Weary Investors Battle Confusion, Hang On to Hope

“How are you?” I say. “Is that a rhetorical question?” the investor says. And so begins one of the conversations I had with portfolio managers this week.

We all know it’s bad out there. Really bad. The worst it has been in almost forever. What we don’t know is: Could it get worse? When will it get better?

For high yield debt investors, spreads look incredible, junk bonds have widened out beyond 1300 bps. However, everyone agrees that defaults will rise, on a large scale beginning in 2009 and going on into 2010, according to the rating agencies.

And this dilemma creates a sense of uncertainty, and leaves some holding on to more cash than they’d like to. The fact that we’ve entered an environment where most traditional analysis falls short only adds to the confusion, investors say. So much emotion and fear permeate the market right now, the analytics don’t really help to explain what’s going on.

“At some point, you want to be buying high yield, especially when spreads are towards 1000,” a Minneapolis-based junk bond investor told me. “Part of me says maybe it’s time to jump in. But [something] that has held me back, at least during the last two weeks, is that historically spreads haven’t peaked until default rates have peaked and/or until after a recession has ended. That would lead you to believe that maybe we’ve got quite a ways to go yet.”

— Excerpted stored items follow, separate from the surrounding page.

/// Local transducers on the I2C bus: BMP280 pressure and TSL2561 light
///
/// Every read is a self-contained bus session. The device node is opened,
/// the registers are exchanged and the handle is dropped, so other processes
/// can use the bus between records. Failures are reported to the caller,
/// which keeps the previous value.
use embedded_hal::delay::DelayNs;
use embedded_hal::i2c::{Error as _, I2c};
use linux_embedded_hal::I2cdev;
use log::debug;
use std::path::PathBuf;
use thiserror::Error;

pub mod bmp280;
pub mod tsl2561;

use bmp280::{CalibrationCoefficients, PressureReading, RawSample};

#[derive(Debug, Error)]
pub enum BusError {
    #[error("cannot open {path}: {details}")]
    Open { path: String, details: String },

    #[error("{operation} failed: {details}")]
    Transfer {
        operation: &'static str,
        details: String,
    },

    #[error("calibration unavailable: {0}")]
    Calibration(String),

    #[error("compensation failed: {0}")]
    Compensation(String),
}

fn transfer_error<E: embedded_hal::i2c::Error>(operation: &'static str, e: E) -> BusError {
    BusError::Transfer {
        operation,
        details: format!("{:?}", e.kind()),
    }
}

/// Hands out a fresh bus handle for a single operation
pub trait BusProvider {
    type Device: I2c;

    fn open(&self) -> Result<Self::Device, BusError>;
}

/// `/dev/i2c-N` character device
#[derive(Debug, Clone)]
pub struct LinuxI2cBus {
    path: PathBuf,
}

impl LinuxI2cBus {
    pub fn new(path: impl Into<PathBuf>) -> Self {
        LinuxI2cBus { path: path.into() }
    }
}

impl BusProvider for LinuxI2cBus {
    type Device = I2cdev;

    fn open(&self) -> Result<I2cdev, BusError> {
        I2cdev::new(&self.path).map_err(|e| BusError::Open {
            path: self.path.display().to_string(),
            details: e.to_string(),
        })
    }
}

/// One-shot readings from the local transducers.
///
/// Owns the BMP280 calibration cache: it is filled by the first successful
/// calibration read and reused for the lifetime of the driver.
pub struct TransducerDriver<B, D> {
    bus: B,
    delay: D,
    pressure_address: u8,
    light_address: u8,
    calibration: Option<CalibrationCoefficients>,
}

impl<B: BusProvider, D: DelayNs> TransducerDriver<B, D> {
    pub fn new(bus: B, delay: D, pressure_address: u8, light_address: u8) -> Self {
        TransducerDriver {
            bus,
            delay,
            pressure_address,
            light_address,
            calibration: None,
        }
    }

    #[cfg(test)]
    pub fn calibration(&self) -> Option<&CalibrationCoefficients> {
        self.calibration.as_ref()
    }

    /// Visible light estimate in lux from a single TSL2561 integration
    pub fn read_illuminance(&mut self) -> Result<f64, BusError> {
        let address = self.light_address;
        let mut device = self.bus.open()?;

        device
            .write(address, &[tsl2561::REG_CONTROL, tsl2561::POWER_ON])
            .map_err(|e| transfer_error("light power on", e))?;
        device
            .write(address, &[tsl2561::REG_TIMING, tsl2561::INTEGRATE_402MS])
            .map_err(|e| transfer_error("light integration select", e))?;

        self.delay.delay_ms(tsl2561::INTEGRATION_PERIOD_MS);

        let mut data = [0u8; tsl2561::DATA_LEN];
        device
            .write_read(address, &[tsl2561::REG_DATA], &mut data)
            .map_err(|e| transfer_error("light channel read", e))?;

        let lux = tsl2561::visible_lux(&data);
        debug!("TSL2561: channels {:?} -> {} lux", data, lux);
        Ok(lux)
    }

    /// Station pressure from a single BMP280 conversion.
    ///
    /// Reads the calibration block first if it is not cached yet; when that
    /// fails no measurement is attempted.
    pub fn read_pressure(&mut self) -> Result<PressureReading, BusError> {
        let calibration = self.ensure_calibration()?;
        let address = self.pressure_address;
        let mut device = self.bus.open()?;

        device
            .write(address, &[bmp280::REG_CTRL_MEAS, bmp280::CTRL_MEAS_NORMAL_X1])
            .map_err(|e| transfer_error("pressure mode select", e))?;
        device
            .write(address, &[bmp280::REG_CONFIG, bmp280::CONFIG_STANDBY_1000MS])
            .map_err(|e| transfer_error("pressure standby select", e))?;

        self.delay.delay_ms(bmp280::SAMPLING_PERIOD_MS);

        let mut data = [0u8; bmp280::DATA_LEN];
        device
            .write_read(address, &[bmp280::REG_DATA], &mut data)
            .map_err(|e| transfer_error("pressure data read", e))?;

        let raw = RawSample::from_bytes(&data);
        let reading = bmp280::compensate(&calibration, raw)?;
        debug!(
            "BMP280: raw {:?} -> {:.2} hPa, {:.2}°C",
            raw, reading.pressure_hpa, reading.temperature_c
        );
        Ok(reading)
    }

    fn ensure_calibration(&mut self) -> Result<CalibrationCoefficients, BusError> {
        if let Some(calibration) = self.calibration {
            return Ok(calibration);
        }

        let mut device = self
            .bus
            .open()
            .map_err(|e| BusError::Calibration(e.to_string()))?;
        let mut block = [0u8; bmp280::CALIBRATION_LEN];
        device
            .write_read(self.pressure_address, &[bmp280::REG_CALIBRATION], &mut block)
            .map_err(|e| BusError::Calibration(format!("{:?}", e.kind())))?;

        let calibration = CalibrationCoefficients::from_bytes(&block);
        debug!("BMP280: calibration loaded {:?}", calibration);
        self.calibration = Some(calibration);
        Ok(calibration)
    }
}
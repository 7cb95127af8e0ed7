//! Wire protocol for the lottery aggregation server.
//!
//! Every message is a tag byte followed by length-prefixed elements; all
//! lengths and counts are single unsigned bytes.

use bytes::{BufMut, BytesMut};

pub const SUBMIT_TAG: u8 = b'b';
pub const WINNERS_QUERY_TAG: u8 = b'w';
pub const ACK_TAG: u8 = b'a';
pub const WINNERS_READY: u8 = 0x77;

/// Acknowledgements are always a tag byte plus a status byte.
pub const ACK_LEN: usize = 2;

/// Upper bound for every length-prefixed element and record count.
pub const MAX_PREFIXED_LEN: usize = u8::MAX as usize;

#[derive(Debug, thiserror::Error)]
pub enum ProtocolError {
    #[error("field `{0}` exceeds {MAX_PREFIXED_LEN} bytes")]
    FieldTooLong(&'static str),
    #[error("agency id exceeds {MAX_PREFIXED_LEN} bytes")]
    IdentityTooLong,
    #[error("batch of {0} records exceeds the {MAX_PREFIXED_LEN} record limit")]
    BatchTooLarge(usize),
    #[error("invalid response tag {0:#04x}")]
    InvalidResponseTag(u8),
    #[error("truncated message")]
    TruncatedMessage,
}

/// A single betting record, one line of an agency's data set.
#[derive(Debug, Clone, PartialEq, Eq)]
pub struct Bet {
    pub first_name: String,
    pub surname: String,
    pub document: String,
    pub birthdate: String,
    pub number: String,
}

impl Bet {
    /// Encode the five fields in wire order, each with a one-byte length
    /// prefix.
    pub fn encode(&self) -> Result<Vec<u8>, ProtocolError> {
        let mut writer = MessageWriter::new();
        self.encode_into(&mut writer)?;
        Ok(writer.into_bytes())
    }

    fn encode_into(&self, writer: &mut MessageWriter) -> Result<(), ProtocolError> {
        let fields = [
            ("first_name", &self.first_name),
            ("surname", &self.surname),
            ("document", &self.document),
            ("birthdate", &self.birthdate),
            ("number", &self.number),
        ];
        for (name, value) in fields {
            writer
                .put_str(value)
                .map_err(|_| ProtocolError::FieldTooLong(name))?;
        }
        Ok(())
    }
}

/// Server verdict on a submitted batch.
#[derive(Debug, Clone, Copy, PartialEq, Eq)]
pub enum Ack {
    Ok,
    BadRequest,
    Unknown(u8),
}

/// Outcome of a winners query.
#[derive(Debug, Clone, PartialEq, Eq)]
pub enum WinnersStatus {
    NotReady,
    Ready(Vec<String>),
}

/// Builds outgoing messages, enforcing the one-byte length prefix as an
/// explicit precondition instead of truncating.
struct MessageWriter {
    buf: BytesMut,
}

/// Marker for an element that does not fit its one-byte length prefix;
/// callers map it to the specific protocol error.
struct OverLimit;

impl MessageWriter {
    fn new() -> Self {
        Self {
            buf: BytesMut::new(),
        }
    }

    fn put_tag(&mut self, tag: u8) {
        self.buf.put_u8(tag);
    }

    fn put_str(&mut self, value: &str) -> Result<(), OverLimit> {
        if value.len() > MAX_PREFIXED_LEN {
            return Err(OverLimit);
        }
        self.buf.put_u8(value.len() as u8);
        self.buf.put_slice(value.as_bytes());
        Ok(())
    }

    fn put_count(&mut self, count: usize) -> Result<(), OverLimit> {
        if count > MAX_PREFIXED_LEN {
            return Err(OverLimit);
        }
        self.buf.put_u8(count as u8);
        Ok(())
    }

    fn into_bytes(self) -> Vec<u8> {
        self.buf.freeze().to_vec()
    }
}

/// Frame a batch submission: tag, agency id, record count, then each
/// record's encoding concatenated in order.
pub fn frame_submission(agency_id: &str, batch: &[Bet]) -> Result<Vec<u8>, ProtocolError> {
    let mut writer = MessageWriter::new();
    writer.put_tag(SUBMIT_TAG);
    writer
        .put_str(agency_id)
        .map_err(|_| ProtocolError::IdentityTooLong)?;
    writer
        .put_count(batch.len())
        .map_err(|_| ProtocolError::BatchTooLarge(batch.len()))?;
    for bet in batch {
        bet.encode_into(&mut writer)?;
    }
    Ok(writer.into_bytes())
}

/// Frame a winners query: tag plus the agency id.
pub fn frame_winners_query(agency_id: &str) -> Result<Vec<u8>, ProtocolError> {
    let mut writer = MessageWriter::new();
    writer.put_tag(WINNERS_QUERY_TAG);
    writer
        .put_str(agency_id)
        .map_err(|_| ProtocolError::IdentityTooLong)?;
    Ok(writer.into_bytes())
}

/// Decode the two-byte batch acknowledgement.
pub fn decode_ack(bytes: &[u8]) -> Result<Ack, ProtocolError> {
    let &[tag, status] = bytes else {
        return Err(ProtocolError::TruncatedMessage);
    };
    if tag != ACK_TAG {
        return Err(ProtocolError::InvalidResponseTag(tag));
    }
    Ok(match status {
        0 => Ack::Ok,
        1 => Ack::BadRequest,
        code => Ack::Unknown(code),
    })
}

/// Decode a winners response. Any discriminator other than
/// [`WINNERS_READY`] means the draw has not finished yet.
pub fn decode_winners(bytes: &[u8]) -> Result<WinnersStatus, ProtocolError> {
    let (&discriminator, rest) = bytes
        .split_first()
        .ok_or(ProtocolError::TruncatedMessage)?;
    if discriminator != WINNERS_READY {
        return Ok(WinnersStatus::NotReady);
    }

    let (&count, mut rest) = rest.split_first().ok_or(ProtocolError::TruncatedMessage)?;
    let mut winners = Vec::with_capacity(count as usize);
    for _ in 0..count {
        let (&len, tail) = rest.split_first().ok_or(ProtocolError::TruncatedMessage)?;
        if tail.len() < len as usize {
            return Err(ProtocolError::TruncatedMessage);
        }
        let (id, tail) = tail.split_at(len as usize);
        winners.push(String::from_utf8_lossy(id).into_owned());
        rest = tail;
    }
    Ok(WinnersStatus::Ready(winners))
}

#[cfg(test)]
mod tests {
    use super::*;

    fn sample_bet() -> Bet {
        Bet {
            first_name: "Juan".to_string(),
            surname: "Perez".to_string(),
            document: "123456789".to_string(),
            birthdate: "1990-05-15".to_string(),
            number: "42".to_string(),
        }
    }

    fn read_prefixed(bytes: &mut &[u8]) -> String {
        let (&len, rest) = bytes.split_first().unwrap();
        let (field, rest) = rest.split_at(len as usize);
        *bytes = rest;
        String::from_utf8(field.to_vec()).unwrap()
    }

    #[test]
    fn encoded_record_reparses_to_the_same_fields() {
        let bet = sample_bet();
        let encoded = bet.encode().unwrap();

        let mut cursor = encoded.as_slice();
        assert_eq!(read_prefixed(&mut cursor), bet.first_name);
        assert_eq!(read_prefixed(&mut cursor), bet.surname);
        assert_eq!(read_prefixed(&mut cursor), bet.document);
        assert_eq!(read_prefixed(&mut cursor), bet.birthdate);
        assert_eq!(read_prefixed(&mut cursor), bet.number);
        assert!(cursor.is_empty());
    }

    #[test]
    fn field_at_the_length_limit_encodes() {
        let bet = Bet {
            surname: "a".repeat(255),
            ..sample_bet()
        };
        assert!(bet.encode().is_ok());
    }

    #[test]
    fn oversized_field_is_rejected() {
        let bet = Bet {
            surname: "a".repeat(256),
            ..sample_bet()
        };
        assert!(matches!(
            bet.encode(),
            Err(ProtocolError::FieldTooLong("surname"))
        ));
    }

    #[test]
    fn submission_frame_layout() {
        let frame = frame_submission("7", &[sample_bet()]).unwrap();
        assert_eq!(frame[0], b'b');
        assert_eq!(frame[1], 1);
        assert_eq!(frame[2], b'7');
        assert_eq!(frame[3], 1);
        assert_eq!(&frame[4..], sample_bet().encode().unwrap().as_slice());
    }

    #[test]
    fn empty_submission_frame_has_zero_count() {
        let frame = frame_submission("31", &[]).unwrap();
        assert_eq!(frame, vec![b'b', 2, b'3', b'1', 0]);
    }

    #[test]
    fn winners_query_layout() {
        let frame = frame_winners_query("31").unwrap();
        assert_eq!(frame, vec![b'w', 2, b'3', b'1']);
    }

    #[test]
    fn oversized_identity_is_rejected() {
        let agency = "1".repeat(256);
        assert!(matches!(
            frame_submission(&agency, &[]),
            Err(ProtocolError::IdentityTooLong)
        ));
        assert!(matches!(
            frame_winners_query(&agency),
            Err(ProtocolError::IdentityTooLong)
        ));
    }

    #[test]
    fn oversized_batch_is_rejected() {
        let batch = vec![sample_bet(); 256];
        assert!(matches!(
            frame_submission("7", &batch),
            Err(ProtocolError::BatchTooLarge(256))
        ));
    }

    #[test]
    fn ack_status_codes() {
        assert_eq!(decode_ack(&[b'a', 0]).unwrap(), Ack::Ok);
        assert_eq!(decode_ack(&[b'a', 1]).unwrap(), Ack::BadRequest);
        assert_eq!(decode_ack(&[b'a', 7]).unwrap(), Ack::Unknown(7));
    }

    #[test]
    fn ack_with_wrong_tag_is_rejected() {
        assert!(matches!(
            decode_ack(&[b'x', 0]),
            Err(ProtocolError::InvalidResponseTag(b'x'))
        ));
    }

    #[test]
    fn ack_must_be_exactly_two_bytes() {
        assert!(matches!(
            decode_ack(&[b'a']),
            Err(ProtocolError::TruncatedMessage)
        ));
        assert!(matches!(
            decode_ack(&[b'a', 0, 0]),
            Err(ProtocolError::TruncatedMessage)
        ));
    }

    #[test]
    fn winners_ready_list_decodes() {
        let bytes = [0x77, 2, 3, b'A', b'B', b'C', 2, b'D', b'E'];
        assert_eq!(
            decode_winners(&bytes).unwrap(),
            WinnersStatus::Ready(vec!["ABC".to_string(), "DE".to_string()])
        );
    }

    #[test]
    fn winners_ready_may_be_empty() {
        assert_eq!(
            decode_winners(&[0x77, 0]).unwrap(),
            WinnersStatus::Ready(Vec::new())
        );
    }

    #[test]
    fn any_other_discriminator_means_not_ready() {
        assert_eq!(decode_winners(&[0x01]).unwrap(), WinnersStatus::NotReady);
        assert_eq!(decode_winners(&[b'W']).unwrap(), WinnersStatus::NotReady);
    }

    #[test]
    fn truncated_winner_string_is_rejected() {
        assert!(matches!(
            decode_winners(&[0x77, 1, 5, b'a', b'b']),
            Err(ProtocolError::TruncatedMessage)
        ));
    }

    #[test]
    fn missing_count_byte_is_rejected() {
        assert!(matches!(
            decode_winners(&[0x77]),
            Err(ProtocolError::TruncatedMessage)
        ));
    }

    #[test]
    fn empty_winners_response_is_rejected() {
        assert!(matches!(
            decode_winners(&[]),
            Err(ProtocolError::TruncatedMessage)
        ));
    }
}
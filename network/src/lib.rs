pub mod poll;
pub mod protocol;
pub mod sender;
pub mod session;

pub use poll::PollOutcome;
pub use protocol::{Ack, Bet, WinnersStatus};
pub use sender::{BetSource, SenderOutcome};
//! Batch submission loop: fetch, connect, send, await acknowledgement,
//! repeat until the source is exhausted, then flush a zero-record
//! completion notice.

use std::io;
use std::net::SocketAddr;

use tokio_util::sync::CancellationToken;
use tracing::{info, warn};

use crate::protocol::{self, Ack, Bet};
use crate::session::{Session, SessionError};

/// Supplies ordered batches of records, at most the configured size each.
/// An empty batch means the source is exhausted; an error terminates the
/// whole run.
pub trait BetSource {
    fn next_batch(&mut self) -> io::Result<Vec<Bet>>;
}

#[derive(Debug, thiserror::Error)]
pub enum SenderError {
    #[error("bet source failed: {0}")]
    Source(#[source] io::Error),
    #[error(transparent)]
    Connect(SessionError),
}

#[derive(Debug, PartialEq, Eq)]
pub enum SenderOutcome {
    Completed,
    Cancelled,
}

/// Drive the submission state machine until the source is exhausted.
///
/// Each batch gets a fresh connection. Connect and source failures stop
/// the run; everything that only breaks a single batch's exchange is
/// logged and the loop moves on, since batches are independent.
pub async fn run_submission<S: BetSource>(
    agency_id: &str,
    server: SocketAddr,
    source: &mut S,
    token: &CancellationToken,
) -> Result<SenderOutcome, SenderError> {
    let mut batches = 0usize;
    loop {
        if token.is_cancelled() {
            info!(agency_id, "shutdown requested, stopping submission");
            return Ok(SenderOutcome::Cancelled);
        }

        let batch = source.next_batch().map_err(SenderError::Source)?;
        if batch.is_empty() {
            break;
        }

        let mut session = match Session::connect(server, token.clone()).await {
            Ok(session) => session,
            Err(SessionError::Cancelled) => return Ok(SenderOutcome::Cancelled),
            Err(e) => return Err(SenderError::Connect(e)),
        };

        let frame = match protocol::frame_submission(agency_id, &batch) {
            Ok(frame) => frame,
            Err(e) => {
                warn!(agency_id, records = batch.len(), error = %e, "batch rejected, skipping it");
                session.shutdown().await;
                continue;
            }
        };

        if let Err(e) = session.write_all(&frame).await {
            if e.is_cancelled() {
                return Ok(SenderOutcome::Cancelled);
            }
            // this batch's exchange is lost, the next ones are not
            warn!(agency_id, error = %e, "sending batch failed, moving on");
            continue;
        }
        batches += 1;

        let mut ack = [0u8; protocol::ACK_LEN];
        match session.read_exact(&mut ack).await {
            Ok(()) => match protocol::decode_ack(&ack) {
                Ok(Ack::Ok) => {
                    info!(agency_id, records = batch.len(), "batch acknowledged");
                }
                Ok(verdict) => {
                    warn!(agency_id, ?verdict, "server rejected the batch");
                }
                Err(e) => {
                    warn!(agency_id, error = %e, "undecodable acknowledgement, skipping it");
                }
            },
            Err(e) if e.is_cancelled() => return Ok(SenderOutcome::Cancelled),
            Err(e) => {
                warn!(agency_id, error = %e, "acknowledgement read failed, skipping it");
            }
        }
        session.shutdown().await;
    }

    info!(agency_id, batches, "all batches submitted, notifying completion");
    Ok(flush_completion(agency_id, server, token).await)
}

/// Tell the server this agency is done by submitting an empty batch.
/// Any failure here is logged and swallowed; the draw query that follows
/// does not depend on it succeeding.
async fn flush_completion(
    agency_id: &str,
    server: SocketAddr,
    token: &CancellationToken,
) -> SenderOutcome {
    if token.is_cancelled() {
        return SenderOutcome::Cancelled;
    }

    let mut session = match Session::connect(server, token.clone()).await {
        Ok(session) => session,
        Err(SessionError::Cancelled) => return SenderOutcome::Cancelled,
        Err(e) => {
            warn!(agency_id, error = %e, "completion notice failed");
            return SenderOutcome::Completed;
        }
    };

    let frame = match protocol::frame_submission(agency_id, &[]) {
        Ok(frame) => frame,
        Err(e) => {
            warn!(agency_id, error = %e, "completion notice failed");
            session.shutdown().await;
            return SenderOutcome::Completed;
        }
    };

    if let Err(e) = session.write_all(&frame).await {
        if e.is_cancelled() {
            return SenderOutcome::Cancelled;
        }
        warn!(agency_id, error = %e, "completion notice failed");
        return SenderOutcome::Completed;
    }

    let mut ack = [0u8; protocol::ACK_LEN];
    match session.read_exact(&mut ack).await {
        Ok(()) => match protocol::decode_ack(&ack) {
            Ok(verdict) => info!(agency_id, ?verdict, "completion acknowledged"),
            Err(e) => warn!(agency_id, error = %e, "undecodable completion acknowledgement"),
        },
        Err(e) if e.is_cancelled() => return SenderOutcome::Cancelled,
        Err(e) => warn!(agency_id, error = %e, "completion acknowledgement read failed"),
    }
    session.shutdown().await;
    SenderOutcome::Completed
}
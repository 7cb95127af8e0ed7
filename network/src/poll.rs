//! Winners poll loop: query the server on a fresh connection until the
//! draw completes, sleeping the configured interval between attempts.

use std::net::SocketAddr;
use std::time::Duration;

use tokio::select;
use tokio_util::sync::CancellationToken;
use tracing::{debug, info};

use crate::protocol::{self, ProtocolError, WinnersStatus};
use crate::session::{Session, SessionError};

#[derive(Debug, thiserror::Error)]
pub enum PollError {
    #[error(transparent)]
    Connect(SessionError),
    #[error(transparent)]
    Io(SessionError),
    #[error("undecodable winners response: {0}")]
    Protocol(#[from] ProtocolError),
}

#[derive(Debug, PartialEq, Eq)]
pub enum PollOutcome {
    Winners(Vec<String>),
    Cancelled,
}

/// Poll until the draw is ready. Unlike submission, every failure here is
/// fatal: a server that cannot answer a query will not answer the next
/// one either.
pub async fn run_poll(
    agency_id: &str,
    server: SocketAddr,
    interval: Duration,
    token: &CancellationToken,
) -> Result<PollOutcome, PollError> {
    let mut attempt = 0u32;
    loop {
        if token.is_cancelled() {
            info!(agency_id, "shutdown requested, stopping winners poll");
            return Ok(PollOutcome::Cancelled);
        }
        attempt += 1;

        let mut session = match Session::connect(server, token.clone()).await {
            Ok(session) => session,
            Err(SessionError::Cancelled) => return Ok(PollOutcome::Cancelled),
            Err(e) => return Err(PollError::Connect(e)),
        };

        let query = protocol::frame_winners_query(agency_id)?;
        match session.write_all(&query).await {
            Ok(()) => {}
            Err(SessionError::Cancelled) => return Ok(PollOutcome::Cancelled),
            Err(e) => return Err(PollError::Io(e)),
        }

        let response = match session.read_to_end().await {
            Ok(bytes) => bytes,
            Err(SessionError::Cancelled) => return Ok(PollOutcome::Cancelled),
            Err(e) => return Err(PollError::Io(e)),
        };

        match protocol::decode_winners(&response)? {
            WinnersStatus::Ready(winners) => {
                info!(agency_id, winners = winners.len(), "draw complete");
                session.shutdown().await;
                return Ok(PollOutcome::Winners(winners));
            }
            WinnersStatus::NotReady => {
                debug!(agency_id, attempt, "draw still in progress");
                session.shutdown().await;
            }
        }

        select! {
            _ = token.cancelled() => {
                info!(agency_id, "shutdown requested, stopping winners poll");
                return Ok(PollOutcome::Cancelled);
            }
            _ = tokio::time::sleep(interval) => {}
        }
    }
}
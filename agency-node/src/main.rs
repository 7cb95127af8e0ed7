mod config;
mod reader;

use std::path::PathBuf;
use std::process::ExitCode;
use std::time::Duration;

use clap::Parser;
use tokio::signal::unix::{signal, SignalKind};
use tokio_util::sync::CancellationToken;
use tracing::{error, info, warn};

use lottery_network::poll::{run_poll, PollOutcome};
use lottery_network::protocol::MAX_PREFIXED_LEN;
use lottery_network::sender::{run_submission, SenderOutcome};

use crate::config::Config;
use crate::reader::CsvBetReader;

#[derive(Parser)]
struct CliArgs {
    /// Path to the agency configuration file.
    config: PathBuf,
}

#[tokio::main]
async fn main() -> ExitCode {
    tracing_subscriber::fmt().init();
    let args = CliArgs::parse();

    let config = match config::load(&args.config) {
        Ok(config) => config,
        Err(e) => {
            error!(error = %e, "could not load configuration");
            return ExitCode::FAILURE;
        }
    };

    let token = CancellationToken::new();
    let agency_id = config.agency_id.clone();
    spawn_termination_listener(token.clone(), agency_id.clone());

    match run(config, &token).await {
        Ok(()) => ExitCode::SUCCESS,
        Err(e) => {
            error!(%agency_id, error = %e, "client terminated with failure");
            ExitCode::FAILURE
        }
    }
}

/// The cancellation coordinator: waits for SIGTERM and cancels the shared
/// token. The protocol loops observe the token at their checkpoints and
/// inside every blocking I/O call; nothing else is touched from here.
fn spawn_termination_listener(token: CancellationToken, agency_id: String) {
    tokio::spawn(async move {
        let mut sigterm = match signal(SignalKind::terminate()) {
            Ok(sigterm) => sigterm,
            Err(e) => {
                error!(error = %e, "could not install the SIGTERM handler");
                return;
            }
        };
        sigterm.recv().await;
        info!(%agency_id, "termination requested, closing in progress");
        token.cancel();
    });
}

async fn run(config: Config, token: &CancellationToken) -> Result<(), config::Error> {
    let batch_size = config.batch_size.min(MAX_PREFIXED_LEN);
    if batch_size != config.batch_size {
        warn!(
            configured = config.batch_size,
            capped = batch_size,
            "batch size exceeds the wire limit, capping it"
        );
    }

    let mut source = CsvBetReader::open(&config.data_file, batch_size)?;

    let outcome =
        run_submission(&config.agency_id, config.server_address, &mut source, token).await?;
    if outcome == SenderOutcome::Cancelled {
        info!(agency_id = %config.agency_id, "shut down before submission finished");
        return Ok(());
    }

    let interval = Duration::from_millis(config.poll_interval_ms);
    match run_poll(&config.agency_id, config.server_address, interval, token).await? {
        PollOutcome::Winners(winners) => {
            info!(
                agency_id = %config.agency_id,
                winners = winners.len(),
                "lottery results received"
            );
        }
        PollOutcome::Cancelled => {
            info!(agency_id = %config.agency_id, "shut down before the draw completed");
        }
    }
    Ok(())
}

So what’s an investor to do?

“For a longer-term investor, it makes sense to stay invested. If we’re no good at timing a market top, what makes us think we’d be any good at calling a market bottom?” a Boston-based investor said. “And getting back in when the market does turn around—and hopefully it will turn around quickly—if you’re on the sidelines with cash you will miss the first 10 or 20 or 30 percent returns.”

To address the dilemma of where and when to put money to work, some investors seem to be employing the simple tactic of leaping for the higher rungs on the credit quality ladder. In other words, because of the impending default cycle, now probably wouldn’t qualify as a great time to buy triple-Cs aggressively. But double-B names, or maybe high single-Bs, could offer at least a somewhat safe bet. As one portfolio manager put it: You go with the names you think will be around.

In the end, it comes down to trusting that the market will rebound, as it always has. “At some point there will be a great bull market in high yield,” the Minneapolis-based investor said. “I just don’t know when.”